The Berlin-based company, which operates a “microfactory” in Munich, announced Nov. 4 that it raised a Series A round it called the largest to date by a European NewSpace company. Human Element, a U.S.-based venture capital fund, led the round, with participation from Alpine Space Ventures, Bayern Kapital, HTGF and other German and European investors.
The funding will allow Reflex to accelerate plans to offer satellite constellations providing optical and radar imagery, space domain awareness and signals intelligence capabilities. The company said it will use the funds to expand manufacturing capacity and aims to launch satellites demonstrating those capabilities by 2027.
Founded in 2021, Reflex launched its first satellite on a SpaceX Transporter mission in January 2025. The 109-kilogram SIGI satellite was built for Media Broadcast Satellite (MBS), a German company. Neither Reflex nor MBS disclosed details about SIGI’s mission other than that it performs remote sensing, although Reflex noted it developed the satellite in just 13 months.
In a statement about the funding round, Reflex emphasized the growing demand for military space capabilities as European governments increase defense spending, including in space.
“Europe cannot afford to remain reliant on external actors for space-based intelligence,” Walter Ballheimer, chief executive of Reflex, said in the statement. “We will invest our own capital, we will work with the best partners in their respective domains, and we will act now because, in the current environment, there is no time to waste.”
The company cited Germany’s plan, announced in September, to spend 35 billion euros on defense space systems through 2030 as an example of that trend. The government has provided few details on how those funds will be allocated.

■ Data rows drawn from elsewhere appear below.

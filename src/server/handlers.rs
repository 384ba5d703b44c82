//! Request handlers
//!
//! Pipeline failures never surface as HTTP errors; every handler answers
//! 200 with an `error` field so existing frontend clients keep working.
//! Training and attribution are CPU-bound, so each request runs the
//! pipeline on the blocking pool.

use std::sync::Arc;

use axum::{extract::State, Json};
use serde_json::{json, Value};
use tracing::{error, info};

use super::state::AppState;
use crate::dataset::PatientRecord;
use crate::error::RiskError;

/// Convert a pipeline error into the in-band JSON body.
fn error_body(err: &RiskError) -> Value {
    match err {
        RiskError::SchemaMismatch { input_columns, training_columns } => json!({
            "error": "Input schema does not match training data",
            "input_df_columns": input_columns,
            "training_columns": training_columns,
            "shapes": {
                "input": input_columns.len(),
                "training": training_columns.len(),
            },
        }),
        RiskError::AttributionShapeMismatch {
            contributions_len,
            column_count,
            columns,
            contributions,
        } => json!({
            "error": "SHAP output does not align with feature columns",
            "shap_arr": contributions,
            "shap_len": contributions_len,
            "columns": columns,
            "column_count": column_count,
        }),
        other => json!({ "error": other.to_string() }),
    }
}

/// POST /api/predict
pub async fn predict(
    State(state): State<Arc<AppState>>,
    Json(patient): Json<PatientRecord>,
) -> Json<Value> {
    let result = tokio::task::spawn_blocking(move || {
        let pipeline = state.pipeline();
        pipeline.predict(&patient)
    })
    .await;

    match result {
        Ok(Ok(prediction)) => {
            info!(
                probability = prediction.probability,
                factors = prediction.contributing_factors.len(),
                "prediction served"
            );
            Json(json!(prediction))
        }
        Ok(Err(e)) => {
            error!(error = %e, "prediction failed");
            Json(error_body(&e))
        }
        Err(e) => {
            error!(error = %e, "prediction task panicked");
            Json(json!({ "error": "internal task failure" }))
        }
    }
}

/// GET /api/data-science-metrics
pub async fn data_science_metrics(State(state): State<Arc<AppState>>) -> Json<Value> {
    let result = tokio::task::spawn_blocking(move || {
        let pipeline = state.pipeline();
        pipeline.data_science_metrics()
    })
    .await;

    match result {
        Ok(Ok(report)) => Json(json!(report)),
        Ok(Err(e)) => {
            error!(error = %e, "metrics computation failed");
            Json(error_body(&e))
        }
        Err(e) => {
            error!(error = %e, "metrics task panicked");
            Json(json!({ "error": "internal task failure" }))
        }
    }
}

/// GET /health
pub async fn health_check() -> Json<Value> {
    Json(json!({
        "status": "healthy",
        "service": "bonehealth",
        "timestamp": chrono::Utc::now().to_rfc3339(),
    }))
}

/// GET /
pub async fn root() -> Json<Value> {
    Json(json!({
        "service": "bonehealth",
        "version": env!("CARGO_PKG_VERSION"),
        "status": "running",
    }))
}
//! Metrics report payload

use crate::model::{ProbabilityHistogram, ScoreStats, ValidationScores};
use serde::{Deserialize, Serialize};

/// Mean/std pair for one scorer.
#[derive(Debug, Clone, Serialize, Deserialize)]
pub struct MetricSummary {
    pub mean: f64,
    pub std: f64,
}

impl From<ScoreStats> for MetricSummary {
    fn from(stats: ScoreStats) -> Self {
        Self { mean: stats.mean, std: stats.std }
    }
}

/// Cross-validated scores block.
#[derive(Debug, Clone, Serialize, Deserialize)]
pub struct MetricsBlock {
    pub accuracy: MetricSummary,
    pub precision: MetricSummary,
    pub recall: MetricSummary,
    pub f1: MetricSummary,
    pub roc_auc: MetricSummary,
}

impl From<ValidationScores> for MetricsBlock {
    fn from(scores: ValidationScores) -> Self {
        Self {
            accuracy: scores.accuracy.into(),
            precision: scores.precision.into(),
            recall: scores.recall.into(),
            f1: scores.f1.into(),
            roc_auc: scores.roc_auc.into(),
        }
    }
}

/// Probability histogram block.
#[derive(Debug, Clone, Serialize, Deserialize)]
pub struct ProbDist {
    pub hist: Vec<usize>,
    pub bin_edges: Vec<f64>,
}

impl From<ProbabilityHistogram> for ProbDist {
    fn from(h: ProbabilityHistogram) -> Self {
        Self { hist: h.hist, bin_edges: h.bin_edges }
    }
}

/// One ranked feature importance entry.
#[derive(Debug, Clone, Serialize, Deserialize)]
pub struct FeatureImportance {
    pub feature: String,
    pub importance: f64,
}

/// One (age, contribution) dependence sample.
#[derive(Debug, Clone, Serialize, Deserialize)]
pub struct DependencePoint {
    pub age: f64,
    pub shap: f64,
}

/// One point of the calcium-intake partial dependence sweep.
#[derive(Debug, Clone, Serialize, Deserialize)]
pub struct PartialDependencePoint {
    pub calcium: f64,
    pub pred: f64,
}

/// Full payload of the data-science metrics endpoint.
#[derive(Debug, Clone, Serialize, Deserialize)]
pub struct MetricsReport {
    pub metrics: MetricsBlock,
    pub prob_dist: ProbDist,
    pub feature_importance: Vec<FeatureImportance>,
    pub shap_dependence: Vec<DependencePoint>,
    pub partial_dependence: Vec<PartialDependencePoint>,
    pub y_proba: Vec<f64>,
    pub first_patient_risk: Option<f64>,
    pub first_patient_shap: Vec<f64>,
    pub first_patient_features: Vec<String>,
    pub shap_base_value: Option<f64>,
    pub sample_shap_values: Vec<f64>,
    pub sample_features: Vec<String>,
}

The European Space Agency also plans to ask its member states at its ministerial conference later this month for 1.2 billion euros for the first phase of the European Resilience from Space program, including 750 million euros to start work on a constellation of optical and radar imaging satellites. Future phases would be funded jointly by ESA and the European Commission, following a model similar to the Galileo navigation and Copernicus Earth observation programs.
That surge in military space spending is drawing private investment into satellite manufacturing. EnduroSat, a Bulgarian satellite maker, raised $104 million in a funding round announced Oct. 30.
“While Europe is rebuilding its sovereign defense capabilities, Reflex is transforming how satellites are built, designing payload-centric buses that can be rapidly manufactured without costly megafactories,” Christian Sullivan, managing partner at Human Element, said in a statement. “Their approach delivers the flexibility and speed needed to meet the growing ISR [intelligence, surveillance and reconnaissance] demand across Germany and allied markets.”
Human Element has invested in several space companies, including Albedo, Firefly Aerospace, and K2 Space, but Reflex is its first investment in a European space company.
Sven Meyer-Brunswick, principal at Alpine Space Ventures, said Reflex is well positioned as Europe boosts space spending and consolidates its industrial base, particularly amid plans by Airbus, Leonardo, and Thales to merge their space businesses into a joint venture.
“Europe is left with too few, slow, and uncompetitive options in its space industrial base,” he wrote.
With Reflex’s experience on the SIGI satellite, he said, “nobody is better positioned than Reflex to serve Europe’s and Germany’s demand to deploy sovereign satellite capabilities rapidly as the bloc tries to catch up.”